**Problem requirements:** Find the lines holding the string "CheckRequest" in the data, then copy all of them.

**Dataset entries:**
//! Deployment health monitoring handlers

use std::sync::Arc;

use axum::extract::{Query, State};
use axum::Json;
use serde::Deserialize;
use serde_json::{json, Value};

use crate::authn::Session;
use crate::errors::PortalError;
use crate::models::{Project, Role};
use crate::monitor::ProjectHealth;
use crate::server::state::ServerState;

async fn caller_is_admin(state: &ServerState, user_id: &str) -> Result<bool, PortalError> {
    let role = state.store.user(user_id).await?.map(|u| u.role);
    Ok(role == Some(Role::Admin))
}

/// Ownership check. Existence is established by the caller first, so a 404
/// is returned for unknown targets regardless of who asks.
async fn assert_project_access(
    state: &ServerState,
    project: &Project,
    user_id: &str,
    is_admin: bool,
) -> Result<(), PortalError> {
    if is_admin {
        return Ok(());
    }

    match state.store.client_for_user(user_id).await? {
        Some(client) if client.id == project.client_id => Ok(()),
        _ => Err(PortalError::Forbidden(
            "You do not have access to this project".to_string(),
        )),
    }
}

#[derive(Debug, Deserialize)]
#[serde(rename_all = "camelCase")]
pub struct HealthQuery {
    pub project_id: Option<String>,
}

/// `GET /monitoring/health`: aggregated deployment health for one project,
/// or for every project the caller may see when `projectId` is omitted.
pub async fn health_monitor_handler(
    State(state): State<Arc<ServerState>>,
    session: Session,
    Query(query): Query<HealthQuery>,
) -> Result<Json<Value>, PortalError> {
    let is_admin = caller_is_admin(&state, &session.user_id).await?;

    if let Some(project_id) = query.project_id {
        let project = state
            .store
            .project(&project_id)
            .await?
            .ok_or_else(|| PortalError::NotFound("Project not found".to_string()))?;

        assert_project_access(&state, &project, &session.user_id, is_admin).await?;

        let deployments = state.checker.check_project(&project.id).await?;
        let result = ProjectHealth {
            project_id: project.id,
            project_name: project.name,
            deployments,
        };

        return Ok(Json(json!({ "success": true, "data": result })));
    }

    let results = if is_admin {
        state.checker.check_all_projects().await?
    } else {
        state.checker.check_user_projects(&session.user_id).await?
    };

    Ok(Json(json!({ "success": true, "data": results })))
}

#[derive(Debug, Deserialize)]
#[serde(rename_all = "camelCase")]
pub struct CheckRequest {
    pub deployment_id: Option<String>,
    pub project_id: Option<String>,
}

/// `POST /monitoring/check`: forced re-check of one deployment or one
/// project, bypassing any stored status and persisting the fresh result.
pub async fn force_check_handler(
    State(state): State<Arc<ServerState>>,
    session: Session,
    Json(body): Json<CheckRequest>,
) -> Result<Json<Value>, PortalError> {
    match (&body.deployment_id, &body.project_id) {
        (None, None) => {
            return Err(PortalError::Validation(
                "Either deploymentId or projectId is required".to_string(),
            ));
        }
        (Some(_), Some(_)) => {
            return Err(PortalError::Validation(
                "Provide exactly one of deploymentId or projectId".to_string(),
            ));
        }
        _ => {}
    }

    let is_admin = caller_is_admin(&state, &session.user_id).await?;

    if let Some(deployment_id) = body.deployment_id {
        let deployment = state
            .store
            .deployment(&deployment_id)
            .await?
            .ok_or_else(|| PortalError::NotFound("Deployment not found".to_string()))?;

        let project = state
            .store
            .project(&deployment.project_id)
            .await?
            .ok_or_else(|| {
                PortalError::StoreError(format!(
                    "deployment {} references missing project {}",
                    deployment.id, deployment.project_id
                ))
            })?;

        assert_project_access(&state, &project, &session.user_id, is_admin).await?;

        let result = state.checker.check_and_persist(&deployment).await?;
        return Ok(Json(json!({ "success": true, "data": result })));
    }

    // Validated above: projectId is present on this path
    let project_id = body.project_id.unwrap_or_default();
    let project = state
        .store
        .project(&project_id)
        .await?
        .ok_or_else(|| PortalError::NotFound("Project not found".to_string()))?;

    assert_project_access(&state, &project, &session.user_id, is_admin).await?;

    let deployments = state.checker.check_project(&project.id).await?;
    let result = ProjectHealth {
        project_id: project.id,
        project_name: project.name,
        deployments,
    };

    Ok(Json(json!({ "success": true, "data": result })))
}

**Task response:**
pub struct CheckRequest {
    Json(body): Json<CheckRequest>,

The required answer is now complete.